Lubricants are used in most drawing operations. They range from ordinary machine oil to pigmented compounds.

Selection of lubricant is primarily based on the ability to prevent galling, wrinkling, or tearing during deep drawing.

It is also influenced by ease of application and removal, corrosivity, and other factors, as described in the article

"Selection and Use of Lubricants in Forming of Sheet Metal" in this Volume.

If a lubricant cannot be applied uniformly by ordinary shop methods, its purpose is defeated, regardless of its ability to

prevent pressure welding. In general, as the effectiveness of a lubricant increases, the difficulty of removing it also

increases. For example, grease or oil can be easily removed, but special procedures (frequently including some hand

scrubbing) are required for removing lubricants that contain zinc oxide, lithopone, white lead, molybdenum disulfide, or

graphite.

A lubricant is sometimes too corrosive for use on certain metals. For example, copper alloys are susceptible to staining by

lubricants that contain large amounts of sulfur or chlorine compounds. Lubricants containing lead or zinc compounds are

not recommended for drawing stainless steel or heat-resistant alloys, because the compounds, if not thoroughly removed,

can cause intergranular attack when the work-pieces are heat treated or placed in high-temperature service. Suitable safety

precautions are necessary with toxic or flammable lubricants.

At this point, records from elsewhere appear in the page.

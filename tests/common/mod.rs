//! Shared test infrastructure for integration tests.

use std::path::{Path, PathBuf};
use std::process::{Command, Output};
use tempfile::TempDir;

/// Scratch project with a source directory and an output location.
pub struct Workspace {
    pub temp: TempDir,
}

impl Workspace {
    pub fn create() -> Self {
        let temp = TempDir::new().expect("create temp workspace");
        std::fs::create_dir_all(temp.path().join("data/reddit")).expect("create source dir");
        Self { temp }
    }

    pub fn root(&self) -> &Path {
        self.temp.path()
    }

    pub fn source_dir(&self) -> PathBuf {
        self.root().join("data/reddit")
    }

    /// Default output path, relative to the workspace root.
    pub fn output_path(&self) -> PathBuf {
        self.root().join("astro/public/data/reddit/seasons.json")
    }

    pub fn add_source(&self, name: &str) {
        std::fs::write(self.source_dir().join(name), b"{\"anime\": {}}")
            .expect("write source file");
    }

    /// Run the binary with the workspace root as its working directory.
    pub fn run(&self, args: &[&str]) -> Output {
        Command::new(env!("CARGO_BIN_EXE_season-manifest"))
            .args(args)
            .current_dir(self.root())
            .env_remove("RUST_LOG")
            .output()
            .expect("spawn season-manifest")
    }

    pub fn read_output(&self) -> String {
        std::fs::read_to_string(self.output_path()).expect("read manifest output")
    }
}
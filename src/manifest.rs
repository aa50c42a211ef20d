//! Build and publish the season manifest.
//!
//! The manifest is a pretty-printed JSON array of [`PeriodDescriptor`]s, one
//! per well-formed `<year>_<ordinal>_<season>.json` file in the source
//! directory. Filenames that fail to parse are returned as diagnostics rather
//! than aborting the batch.
use crate::period::{
    parse_descriptor, sort_periods, ParseError, PeriodDescriptor, SOURCE_EXTENSION,
};
use crate::staging::write_atomic;
use anyhow::{anyhow, Context, Result};
use std::fs;
use std::path::{Path, PathBuf};

pub const DEFAULT_SOURCE_DIR: &str = "data/reddit";
pub const DEFAULT_OUTPUT_PATH: &str = "astro/public/data/reddit/seasons.json";

/// Locations the builder reads from and writes to.
#[derive(Debug, Clone, PartialEq, Eq)]
pub struct ManifestConfig {
    pub source_dir: PathBuf,
    pub output_path: PathBuf,
}

impl Default for ManifestConfig {
    fn default() -> Self {
        Self {
            source_dir: PathBuf::from(DEFAULT_SOURCE_DIR),
            output_path: PathBuf::from(DEFAULT_OUTPUT_PATH),
        }
    }
}

impl ManifestConfig {
    /// File name of the output, used in console messages.
    pub fn output_name(&self) -> String {
        self.output_path
            .file_name()
            .map(|name| name.to_string_lossy().to_string())
            .unwrap_or_else(|| self.output_path.display().to_string())
    }
}

/// A source file that could not be turned into a descriptor.
#[derive(Debug, Clone, PartialEq, Eq)]
pub struct Diagnostic {
    pub file_name: String,
    pub error: ParseError,
}

/// A source entry that passed the extension filter.
#[derive(Debug, Clone, PartialEq, Eq)]
pub enum SourceEntry {
    Named(String),
    NonUtf8(String),
}

#[derive(Debug, Clone, Default)]
pub struct Manifest {
    pub periods: Vec<PeriodDescriptor>,
    pub diagnostics: Vec<Diagnostic>,
}

/// List `.json` files directly under `source_dir`, sorted by name.
///
/// Subdirectories and other extensions are skipped.
pub fn list_source_files(source_dir: &Path) -> Result<Vec<SourceEntry>> {
    let mut names = Vec::new();
    let mut non_utf8 = Vec::new();
    let entries = fs::read_dir(source_dir)
        .with_context(|| format!("read source dir {}", source_dir.display()))?;
    for entry in entries {
        let entry = entry.with_context(|| format!("read source dir {}", source_dir.display()))?;
        let path = entry.path();
        if !path.is_file() {
            continue;
        }
        let raw_name = entry.file_name();
        match raw_name.to_str() {
            Some(name) if name.ends_with(SOURCE_EXTENSION) => names.push(name.to_string()),
            Some(_) => {}
            None => {
                let lossy = raw_name.to_string_lossy().to_string();
                if lossy.ends_with(SOURCE_EXTENSION) {
                    non_utf8.push(lossy);
                }
            }
        }
    }
    names.sort();
    non_utf8.sort();
    let mut listed: Vec<SourceEntry> = names.into_iter().map(SourceEntry::Named).collect();
    listed.extend(non_utf8.into_iter().map(SourceEntry::NonUtf8));
    Ok(listed)
}

/// Parse and order every listed source file.
pub fn build_manifest(config: &ManifestConfig) -> Result<Manifest> {
    let entries = list_source_files(&config.source_dir)?;
    tracing::debug!(
        source_dir = %config.source_dir.display(),
        count = entries.len(),
        "listed source files"
    );
    let mut manifest = Manifest::default();
    for entry in entries {
        let parsed = match &entry {
            SourceEntry::Named(name) => parse_descriptor(name).map_err(|err| (name, err)),
            SourceEntry::NonUtf8(name) => Err((name, ParseError::NonUtf8Name)),
        };
        match parsed {
            Ok(period) => manifest.periods.push(period),
            Err((name, error)) => {
                tracing::warn!(file = %name, %error, "skipping source file");
                manifest.diagnostics.push(Diagnostic {
                    file_name: name.clone(),
                    error,
                });
            }
        }
    }
    sort_periods(&mut manifest.periods);
    Ok(manifest)
}

/// Serialized manifest exactly as written to disk (2-space indent, no trailing newline).
pub fn render_manifest(manifest: &Manifest) -> Result<Vec<u8>> {
    serde_json::to_vec_pretty(&manifest.periods).context("serialize manifest JSON")
}

/// Replace the output file with the rendered manifest.
pub fn write_manifest(config: &ManifestConfig, manifest: &Manifest) -> Result<()> {
    let bytes = render_manifest(manifest)?;
    write_atomic(&config.output_path, &bytes)?;
    tracing::info!(
        path = %config.output_path.display(),
        entries = manifest.periods.len(),
        "wrote manifest"
    );
    Ok(())
}

/// Whether the output file already holds the rendered manifest.
pub fn is_up_to_date(config: &ManifestConfig, manifest: &Manifest) -> Result<bool> {
    let expected = render_manifest(manifest)?;
    match fs::read(&config.output_path) {
        Ok(current) => Ok(current == expected),
        Err(err) if err.kind() == std::io::ErrorKind::NotFound => Ok(false),
        Err(err) => Err(err).with_context(|| format!("read {}", config.output_path.display())),
    }
}

/// Fail when any source file was skipped.
pub fn ensure_no_diagnostics(manifest: &Manifest) -> Result<()> {
    if manifest.diagnostics.is_empty() {
        return Ok(());
    }
    let details: Vec<String> = manifest
        .diagnostics
        .iter()
        .map(|diag| format!("{}: {}", diag.file_name, diag.error))
        .collect();
    Err(anyhow!(
        "{} source file(s) do not match <year>_<ordinal>_<season>.json: {}",
        manifest.diagnostics.len(),
        details.join("; ")
    ))
}

#[cfg(test)]
#[path = "manifest_tests.rs"]
mod tests;
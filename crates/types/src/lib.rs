//! Shared types for the topology editor and trace viewer.
//!
//! This crate holds the plain data every other crate agrees on:
//!
//! - **Identifiers**: [`NodeId`], [`LinkId`]
//! - **Topology**: editor [`Node`] and [`Link`] entities (ids only, no references)
//! - **Trace records**: [`TraceNode`], [`TraceLink`], [`TraceEvent`], [`ParsedTrace`]
//! - **Collaborator results**: [`PacketRecord`], [`SimulationResult`]
//! - **Settings**: [`SimulationSettings`] and its [`ValidationError`]

mod identifiers;
mod records;
mod settings;
mod topology;
mod trace;

pub use identifiers::{LinkId, NodeId};
pub use records::{PacketRecord, SimulationResult};
pub use settings::{
    ApplicationKind, QueueType, SettingsForm, SimulationSettings, TransportProtocol,
    ValidationError,
};
pub use topology::{Link, Node};
pub use trace::{BoundingBox, ParsedTrace, TraceEvent, TraceEventKind, TraceLink, TraceNode};
//! Error types for edit commands.

use thiserror::Error;
use topotrace_graph::GraphError;

/// Errors from applying or reversing an edit.
///
/// A command that returns an error has left the store as it found it.
#[derive(Debug, Clone, PartialEq, Eq, Error)]
pub enum EditError {
    /// The store rejected an operation.
    #[error("graph store rejected edit: {0}")]
    Graph(#[from] GraphError),
}
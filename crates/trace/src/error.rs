//! Error types for trace parsing.

use std::path::PathBuf;
use thiserror::Error;

/// Fatal trace errors.
///
/// Malformed records are never errors; they are skipped and counted in
/// `ParsedTrace::skipped_records`.
#[derive(Debug, Error)]
pub enum TraceError {
    /// The stream could not be read.
    #[error("failed to read trace: {0}")]
    Io(#[from] std::io::Error),

    /// The file could not be opened.
    #[error("failed to open trace file {path}: {source}")]
    Open {
        path: PathBuf,
        #[source]
        source: std::io::Error,
    },
}
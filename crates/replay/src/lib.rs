//! Deterministic, seekable timeline replay.
//!
//! [`ReplayEngine`] turns the sorted events of a parsed trace into the set of
//! packets in flight at the cursor. Ticking forward and seeking directly to
//! the same time always produce the same active set.
//!
//! The engine does not own a clock. A host calls [`ReplayEngine::tick`] on a
//! timer, optionally spacing ticks with a [`TickPacer`] that backs off while
//! [`ReplayEngine::is_overloaded`] is set.

mod config;
mod engine;
mod error;
mod scheduler;

pub use config::{PacerConfig, ReplayConfig};
pub use engine::{AnimatedPacket, PacketKey, PlaybackState, ReplayEngine, ReplayStats};
pub use error::ReplayError;
pub use scheduler::TickPacer;
//! Error types for collaborator calls.

use std::time::Duration;
use thiserror::Error;

/// Errors from a remote collaborator call.
#[derive(Debug, Error)]
pub enum ClientError {
    /// Transport failure (connect, TLS, body read).
    #[error("HTTP error: {0}")]
    Http(#[from] reqwest::Error),

    /// The service answered with a non-success status.
    #[error("service returned status {status}: {body}")]
    Status { status: u16, body: String },

    /// One attempt ran past its deadline.
    #[error("request timed out after {0:?}")]
    Timeout(Duration),

    /// The caller cancelled the call.
    #[error("request cancelled")]
    Cancelled,

    /// The response body could not be understood.
    #[error("failed to decode response: {0}")]
    Decode(String),

    /// Every attempt failed.
    #[error("gave up after {attempts} attempts: {last_error}")]
    Exhausted { attempts: u32, last_error: String },

    /// The client was configured with unusable values.
    #[error("invalid client config: {0}")]
    InvalidConfig(String),
}

impl ClientError {
    /// Whether another attempt might succeed.
    pub fn is_retryable(&self) -> bool {
        match self {
            ClientError::Http(_) | ClientError::Timeout(_) => true,
            ClientError::Status { status, .. } => *status >= 500 || *status == 429,
            _ => false,
        }
    }
}
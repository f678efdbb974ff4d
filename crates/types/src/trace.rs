//! Records recovered from a simulator trace.
//!
//! Trace node ids live in the simulator's namespace and are unrelated to the
//! editor's [`NodeId`](crate::NodeId); they are kept as plain `u64`.

use serde::{Deserialize, Serialize};
use std::collections::BTreeMap;
use std::fmt;

/// A node descriptor from the trace.
#[derive(Debug, Clone, PartialEq, Serialize, Deserialize)]
pub struct TraceNode {
    pub id: u64,
    pub x: f64,
    pub y: f64,
    pub label: String,
    pub shape: String,
    pub color: String,
}

impl TraceNode {
    /// Create a node with the default label (`n<id>`), shape and color.
    pub fn new(id: u64, x: f64, y: f64) -> Self {
        Self {
            id,
            x,
            y,
            label: format!("n{}", id),
            shape: "circle".to_string(),
            color: "black".to_string(),
        }
    }
}

/// A link descriptor from the trace.
///
/// Endpoints are not checked against the node map; a link may reference a
/// node that was never described.
#[derive(Debug, Clone, PartialEq, Eq, Serialize, Deserialize)]
pub struct TraceLink {
    pub src: u64,
    pub dst: u64,
    pub orientation: String,
    pub color: String,
}

impl TraceLink {
    /// Create a link with default orientation and color.
    pub fn new(src: u64, dst: u64) -> Self {
        Self {
            src,
            dst,
            orientation: "right".to_string(),
            color: "black".to_string(),
        }
    }
}

/// Kind of a timestamped packet event.
#[derive(Debug, Clone, Copy, PartialEq, Eq, Hash, Serialize, Deserialize)]
pub enum TraceEventKind {
    /// `+`: packet entered a link queue.
    Enqueue,
    /// `-`: packet left a link queue.
    Dequeue,
    /// `r`: packet received at the far end.
    Receive,
    /// `d`: packet dropped.
    Drop,
    /// `h`: packet hopped to the next node.
    Hop,
}

impl TraceEventKind {
    /// Map a leading trace token to an event kind.
    pub fn from_token(token: &str) -> Option<Self> {
        match token {
            "+" => Some(Self::Enqueue),
            "-" => Some(Self::Dequeue),
            "r" => Some(Self::Receive),
            "d" => Some(Self::Drop),
            "h" => Some(Self::Hop),
            _ => None,
        }
    }

    /// The leading token for this kind.
    pub fn token(self) -> &'static str {
        match self {
            Self::Enqueue => "+",
            Self::Dequeue => "-",
            Self::Receive => "r",
            Self::Drop => "d",
            Self::Hop => "h",
        }
    }

    /// Whether consuming this event puts a packet in flight.
    pub fn starts_transit(self) -> bool {
        matches!(self, Self::Enqueue | Self::Hop)
    }
}

impl fmt::Display for TraceEventKind {
    fn fmt(&self, f: &mut fmt::Formatter<'_>) -> fmt::Result {
        let name = match self {
            Self::Enqueue => "enqueue",
            Self::Dequeue => "dequeue",
            Self::Receive => "receive",
            Self::Drop => "drop",
            Self::Hop => "hop",
        };
        f.write_str(name)
    }
}

/// A timestamped packet event.
#[derive(Debug, Clone, PartialEq, Serialize, Deserialize)]
pub struct TraceEvent {
    /// Simulation time in seconds.
    pub time: f64,
    pub kind: TraceEventKind,
    pub src: u64,
    pub dst: u64,
    /// Packet kind label, e.g. `tcp` or `cbr`.
    pub packet_kind: String,
    /// Packet size in bytes.
    pub size: u32,
}

/// Axis-aligned bounds over trace node coordinates.
#[derive(Debug, Clone, Copy, PartialEq, Serialize, Deserialize)]
pub struct BoundingBox {
    pub min_x: f64,
    pub max_x: f64,
    pub min_y: f64,
    pub max_y: f64,
}

impl BoundingBox {
    /// A degenerate box around a single point.
    pub fn at(x: f64, y: f64) -> Self {
        Self {
            min_x: x,
            max_x: x,
            min_y: y,
            max_y: y,
        }
    }

    /// Grow the box to include `(x, y)`.
    pub fn include(&mut self, x: f64, y: f64) {
        self.min_x = self.min_x.min(x);
        self.max_x = self.max_x.max(x);
        self.min_y = self.min_y.min(y);
        self.max_y = self.max_y.max(y);
    }

    pub fn width(&self) -> f64 {
        self.max_x - self.min_x
    }

    pub fn height(&self) -> f64 {
        self.max_y - self.min_y
    }
}

/// A fully parsed trace.
///
/// Created once per loaded trace and replaced wholesale on the next load.
#[derive(Debug, Clone, Default, PartialEq, Serialize, Deserialize)]
pub struct ParsedTrace {
    /// Nodes by id; the last descriptor for an id wins.
    pub nodes: BTreeMap<u64, TraceNode>,
    /// Links in input order.
    pub links: Vec<TraceLink>,
    /// Events sorted by time; equal times keep input order.
    pub events: Vec<TraceEvent>,
    /// Largest event time (0 when there are no events).
    pub max_time: f64,
    /// Bounds over every node descriptor seen, `None` without nodes.
    pub bounds: Option<BoundingBox>,
    /// Number of records skipped as malformed or unrecognized.
    pub skipped_records: usize,
}

impl ParsedTrace {
    /// Create an empty trace.
    pub fn new() -> Self {
        Self::default()
    }

    /// Whether the trace carries no nodes, links or events.
    pub fn is_empty(&self) -> bool {
        self.nodes.is_empty() && self.links.is_empty() && self.events.is_empty()
    }

    /// Count of events of a given kind.
    pub fn count_kind(&self, kind: TraceEventKind) -> usize {
        self.events.iter().filter(|e| e.kind == kind).count()
    }
}
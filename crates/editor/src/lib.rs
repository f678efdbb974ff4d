//! Reversible editing for the topology graph.
//!
//! Every user edit is a [`Command`] applied through a [`CommandLog`], which
//! keeps a single-timeline undo/redo history. Multi-part edits such as bulk
//! deletes or pastes are grouped into one `Command::Composite`.

mod clipboard;
mod command;
mod error;
mod history;

pub use clipboard::{Clipboard, PASTE_OFFSET};
pub use command::{AddLink, AddNode, Command, MoveNode, RemoveNode};
pub use error::EditError;
pub use history::CommandLog;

Some metals, such as magnesium and titanium, are drawn at elevated temperature, which complicates selection of the

lubricant. Most oil-base and soap-base lubricants can be successfully used to 120 °C (250 °F), but above this temperature,

the choice narrows rapidly. Some special soap-base lubricants can be used on work metals to 230 °C (450 °F).

Molybdenum disulfide and graphite can be used at higher temperatures.